Individual and family health plan affordability

Purchasing affordable health plans and policies can be difficult. Without knowing the basics, it’s hard to understand how things work. Following are some common topics you will encounter while looking for a individual and family health plan.

What are Exchanges?

A key component of the Affordable Care Act (ACA) is the Health Insurance Marketplace, or Exchange. The Exchange is a platform where you can compare and buy private health insurance plans from different companies with different amounts of coverage and costs. If you qualify based on income and family size, the Exchange also provides financial assistance to make coverage more affordable in the form of advanced tax credits and subsidies such as cost-sharing reductions when purchasing a plan.

Federal vs State Subsidies

Federal subsidies, such as Advanced Premium Tax Credits (APTC) and Cost-Sharing Reductions (CSR) are available to individuals and families based on factors such as income, family size, and the cost of health insurance in their area. State subsidies are additional financial assistance programs offered by some states to help make health insurance more affordable. These programs are founded by state governments and the amount of subsidies varies by state. While federal subsidies are available to all eligible individuals in all states, state subsidies are only available in select states and have different eligibility criteria and funding levels.

What are Advanced Premium Tax Credits (APTC)?

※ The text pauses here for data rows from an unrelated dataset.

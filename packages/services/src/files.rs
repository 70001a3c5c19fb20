use std::sync::Arc;

use dbx_demo_client::{FileDirectory, FileEntity};
use futures::{TryStreamExt as _, stream::BoxStream};

use crate::{RemoteQueryError, Reporter, reported};

/// Reports the contents of DBFS directories.
pub struct FileListingService<C: FileDirectory> {
    client: Arc<C>,
    reporter: Arc<dyn Reporter>,
}

impl<C: FileDirectory> FileListingService<C> {
    /// Creates a service listing files through `client`.
    #[must_use]
    pub const fn new(client: Arc<C>, reporter: Arc<dyn Reporter>) -> Self {
        Self { client, reporter }
    }

    /// Lazily lists the direct children of `path` in remote order.
    pub fn list_files(&self, path: &str) -> BoxStream<'_, Result<FileEntity, RemoteQueryError>> {
        log::debug!("Listing files in {path}");

        reported(
            self.client.list_files(path),
            self.reporter.clone(),
            "fs.list",
            format!("Error listing files in '{path}'"),
        )
    }

    /// Reports each path under `path` as soon as it arrives.
    ///
    /// # Errors
    ///
    /// * If the listing fails; paths already reported stay reported
    pub async fn report_file_paths(&self, path: &str) -> Result<(), RemoteQueryError> {
        let mut files = self.list_files(path);

        while let Some(file) = files.try_next().await? {
            self.reporter.report(&file.path);
        }

        Ok(())
    }
}
use std::sync::Mutex;

use dbx_demo_client::{
    ClusterDirectory, ClusterEntity, Error, FileDirectory, FileEntity, GroupEntity, QueryCriteria,
    UserDirectory, UserEntity,
};
use futures::{StreamExt as _, stream::BoxStream};

use crate::Reporter;

type Items<T> = Vec<Result<T, String>>;

/// In-memory directory. `Err` entries become a 500 from the remote side
/// at that position in the stream.
#[derive(Default)]
pub struct FakeDirectory {
    pub users: Items<UserEntity>,
    pub groups: Items<GroupEntity>,
    pub clusters: Items<ClusterEntity>,
    pub files: Items<FileEntity>,
    pub user_queries: Mutex<Vec<QueryCriteria>>,
    pub file_paths: Mutex<Vec<String>>,
}

impl FakeDirectory {
    pub fn user_queries(&self) -> Vec<QueryCriteria> {
        self.user_queries.lock().unwrap().clone()
    }

    pub fn file_paths(&self) -> Vec<String> {
        self.file_paths.lock().unwrap().clone()
    }
}

fn stream<T: Clone + Send + 'static>(items: &Items<T>) -> BoxStream<'static, Result<T, Error>> {
    futures::stream::iter(items.clone().into_iter().map(|item| {
        item.map_err(|message| Error::RequestFailed {
            status: 500,
            message,
        })
    }))
    .boxed()
}

impl UserDirectory for FakeDirectory {
    fn list_users(&self, criteria: QueryCriteria) -> BoxStream<'_, Result<UserEntity, Error>> {
        self.user_queries.lock().unwrap().push(criteria);
        stream(&self.users)
    }

    fn list_groups(&self) -> BoxStream<'_, Result<GroupEntity, Error>> {
        stream(&self.groups)
    }
}

impl ClusterDirectory for FakeDirectory {
    fn list_clusters(&self) -> BoxStream<'_, Result<ClusterEntity, Error>> {
        stream(&self.clusters)
    }
}

impl FileDirectory for FakeDirectory {
    fn list_files(&self, path: &str) -> BoxStream<'_, Result<FileEntity, Error>> {
        self.file_paths.lock().unwrap().push(path.to_string());
        stream(&self.files)
    }
}

#[derive(Default)]
pub struct RecordingReporter {
    lines: Mutex<Vec<String>>,
    errors: Mutex<Vec<String>>,
}

impl RecordingReporter {
    pub fn lines(&self) -> Vec<String> {
        self.lines.lock().unwrap().clone()
    }

    pub fn errors(&self) -> Vec<String> {
        self.errors.lock().unwrap().clone()
    }
}

impl Reporter for RecordingReporter {
    fn report(&self, line: &str) {
        self.lines.lock().unwrap().push(line.to_string());
    }

    fn error(&self, message: &str) {
        self.errors.lock().unwrap().push(message.to_string());
    }
}

pub fn failure(message: &str) -> String {
    message.to_string()
}

pub fn user(id: &str, user_name: &str) -> UserEntity {
    UserEntity {
        id: id.to_string(),
        user_name: user_name.to_string(),
        display_name: None,
        active: Some(true),
    }
}

pub fn group(display_name: &str) -> GroupEntity {
    GroupEntity {
        id: None,
        display_name: display_name.to_string(),
    }
}

pub fn cluster(cluster_name: &str) -> ClusterEntity {
    ClusterEntity {
        cluster_id: format!("{cluster_name}-id"),
        cluster_name: cluster_name.to_string(),
        state: Some("RUNNING".to_string()),
        spark_version: None,
    }
}

pub fn file(path: &str) -> FileEntity {
    FileEntity {
        path: path.to_string(),
        is_dir: false,
        file_size: 0,
        modification_time: None,
    }
}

For individuals that are eligible, the federal government provides premium tax credits to pay for their monthly health plan payment, (or “premium”), which can significantly lower the cost of health coverage for those who qualify. These credits are also known as subsidies. If an individual is eligible for a subsidy, they can apply any amount of the tax credit in advance to lower their monthly premium.

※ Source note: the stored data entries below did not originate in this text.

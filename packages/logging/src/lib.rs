//! Process-wide logging for `dbx_demo`.
//!
//! Every package logs through the [`log`] facade. [`init`] bridges those
//! records into a `tracing` subscriber that writes to the console and,
//! when a filename is given, to a daily-rotating log file that keeps the
//! last [`RETAINED_LOG_FILES`] days.

#![cfg_attr(feature = "fail-on-warnings", deny(warnings))]
#![warn(clippy::all, clippy::pedantic, clippy::nursery, clippy::cargo)]
#![allow(clippy::multiple_crate_versions)]

use std::path::{Path, PathBuf};

use thiserror::Error;
use tracing_appender::{
    non_blocking::WorkerGuard,
    rolling::{self, Rotation},
};
use tracing_subscriber::{EnvFilter, Registry, fmt, layer::SubscriberExt as _};

pub use log;

#[cfg(feature = "macros")]
mod macros;

/// Number of daily log files kept before the oldest is removed.
pub const RETAINED_LOG_FILES: usize = 7;

#[cfg(debug_assertions)]
const DEFAULT_LOG_LEVEL: &str = "dbx_demo=debug";
#[cfg(not(debug_assertions))]
const DEFAULT_LOG_LEVEL: &str = "dbx_demo=info";

/// Errors that can occur while installing the global logger.
#[derive(Debug, Error)]
pub enum InitError {
    #[error(transparent)]
    Filter(#[from] tracing_subscriber::filter::ParseError),
    #[error(transparent)]
    RollingFile(#[from] rolling::InitError),
    #[error(transparent)]
    SetGlobalDefault(#[from] tracing::subscriber::SetGlobalDefaultError),
    #[error(transparent)]
    SetLogger(#[from] log::SetLoggerError),
}

/// Keeps the background file writer alive. Buffered lines are flushed when
/// this is dropped, so hold it until the process is about to exit.
#[must_use = "dropping the guard stops the file writer"]
pub struct LoggingGuard {
    _file_writer: Option<WorkerGuard>,
}

/// Directory the log files go into: `DBX_DEMO_LOG_DIR`, falling back to
/// `~/.local/dbx_demo/logs`.
#[must_use]
pub fn default_log_dir() -> Option<PathBuf> {
    dbx_demo_env::var_opt("DBX_DEMO_LOG_DIR").map_or_else(
        || home::home_dir().map(|home| home.join(".local").join("dbx_demo").join("logs")),
        |dir| Some(PathBuf::from(dir)),
    )
}

fn env_filter_directives() -> String {
    dbx_demo_env::var_opt("DBX_DEMO_LOG")
        .or_else(|| dbx_demo_env::var_opt("RUST_LOG"))
        .unwrap_or_else(|| DEFAULT_LOG_LEVEL.to_string())
}

fn rolling_file_appender(
    log_dir: &Path,
    filename: &str,
) -> Result<rolling::RollingFileAppender, rolling::InitError> {
    rolling::Builder::new()
        .rotation(Rotation::DAILY)
        .filename_prefix(filename)
        .max_log_files(RETAINED_LOG_FILES)
        .build(log_dir)
}

/// Installs the global logger.
///
/// `filename` enables the rotating file output; `log_dir` overrides
/// [`default_log_dir`].
///
/// # Errors
///
/// * If the log filter directives are invalid
/// * If the log file directory cannot be created
/// * If a global logger was already installed
pub fn init(filename: Option<&str>, log_dir: Option<&Path>) -> Result<LoggingGuard, InitError> {
    let filter = EnvFilter::try_new(env_filter_directives())?;

    let console = fmt::layer().with_writer(std::io::stderr);

    let mut file_writer = None;
    let file = if let Some(filename) = filename {
        let log_dir = log_dir.map(Path::to_path_buf).or_else(default_log_dir);

        if let Some(log_dir) = log_dir {
            let appender = rolling_file_appender(&log_dir, filename)?;
            let (writer, guard) = tracing_appender::non_blocking(appender);
            file_writer = Some(guard);

            Some(fmt::layer().with_ansi(false).with_writer(writer))
        } else {
            eprintln!("Could not resolve a log directory, logging to the console only");
            None
        }
    } else {
        None
    };

    let subscriber = Registry::default().with(filter).with(console).with(file);

    tracing::subscriber::set_global_default(subscriber)?;
    tracing_log::LogTracer::init()?;

    Ok(LoggingGuard {
        _file_writer: file_writer,
    })
}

Individuals and families with income between 1 and 4 times the federal poverty level are eligible for monthly premium discounts. The amount of tax credit is based on the individual or family’s income, family size, and the cost of health insurance in the area. The tax credit is paid directly to the health plan, reducing the out-of-pocket costs for health coverage.

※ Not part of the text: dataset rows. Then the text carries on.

/// Logs at ERROR with a `[CRITICAL]` marker. The `log` facade has no level
/// above ERROR, so failures that abort a whole run are tagged instead.
#[macro_export]
macro_rules! critical {
    ($($arg:tt)+) => {
        $crate::log::error!("[CRITICAL] {}", format_args!($($arg)+))
    };
}

#[macro_export]
macro_rules! debug_or_trace {
    (($($debug:tt)+), ($($trace:tt)+)) => {
        if $crate::log::log_enabled!($crate::log::Level::Trace) {
            $crate::log::trace!($($trace)*);
        } else {
            $crate::log::debug!($($debug)*);
        }
    }
}
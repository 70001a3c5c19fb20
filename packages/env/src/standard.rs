use crate::{EnvError, EnvProvider, Result};
use std::collections::BTreeMap;

/// Environment provider backed by `std::env`
pub struct StandardEnv;

impl StandardEnv {
    /// Creates a new standard environment provider
    #[must_use]
    pub const fn new() -> Self {
        Self
    }
}

impl Default for StandardEnv {
    fn default() -> Self {
        Self::new()
    }
}

impl EnvProvider for StandardEnv {
    fn var(&self, name: &str) -> Result<String> {
        std::env::var(name).map_err(|e| match e {
            std::env::VarError::NotPresent => EnvError::NotFound(name.to_string()),
            std::env::VarError::NotUnicode(_) => EnvError::Invalid {
                name: name.to_string(),
                message: "value is not valid unicode".to_string(),
            },
        })
    }

    fn vars(&self) -> BTreeMap<String, String> {
        std::env::vars().collect()
    }
}

static PROVIDER: StandardEnv = StandardEnv::new();

/// Get a process environment variable, treating blank values as unset
#[must_use]
pub fn var_opt(name: &str) -> Option<String> {
    PROVIDER.var_opt(name)
}
#![cfg_attr(feature = "fail-on-warnings", deny(warnings))]
#![warn(clippy::all, clippy::pedantic, clippy::nursery, clippy::cargo)]
#![allow(clippy::multiple_crate_versions)]

//! Listing services built on top of the Databricks directory client.
//!
//! Every service reports remote failures once through its [`Reporter`] and
//! hands the failure back to the caller as a [`RemoteQueryError`].

use std::sync::Arc;

use futures::{StreamExt as _, TryStreamExt as _, stream::BoxStream};
use thiserror::Error;

pub mod clusters;
pub mod files;
pub mod users;

#[cfg(test)]
pub(crate) mod testing;

pub use clusters::ClusterReportService;
pub use files::FileListingService;
pub use users::{UserQueryService, UserRecord};

/// A remote listing call failed. `source` is the client error unchanged.
#[derive(Debug, Error)]
#[error("{operation} failed: {source}")]
pub struct RemoteQueryError {
    pub operation: &'static str,
    pub source: dbx_demo_client::Error,
}

/// Sink for the lines a service emits and the failures it reports.
pub trait Reporter: Send + Sync {
    fn report(&self, line: &str);

    fn error(&self, message: &str);
}

/// Forwards to the `log` facade.
#[derive(Debug, Default, Clone, Copy)]
pub struct LogReporter;

impl Reporter for LogReporter {
    fn report(&self, line: &str) {
        log::info!("{line}");
    }

    fn error(&self, message: &str) {
        log::error!("{message}");
    }
}

/// Wraps a client stream so the first failure is reported with `context`
/// and surfaces as a [`RemoteQueryError`].
fn reported<'a, T: Send + 'a>(
    stream: BoxStream<'a, Result<T, dbx_demo_client::Error>>,
    reporter: Arc<dyn Reporter>,
    operation: &'static str,
    context: String,
) -> BoxStream<'a, Result<T, RemoteQueryError>> {
    stream
        .map_err(move |source| {
            reporter.error(&format!("{context}: {source}"));
            RemoteQueryError { operation, source }
        })
        .boxed()
}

What are Cost-Sharing Reductions (CSRs)?

Cost-sharing reductions are another kind of Affordable Care Act program to help lower the costs of health insurance for individuals and families purchasing healthcare on the Exchange. Individuals and families who have an income between 1 and 2.5 times the federal poverty level and have purchased a Silver-level plan through the Exchange are eligible to receive this subsidy. The CSR program reduces the deductible, copayment, and coinsurance amounts of the purchased health insurance plans, lowering the out-of-pocket costs for medical expenses.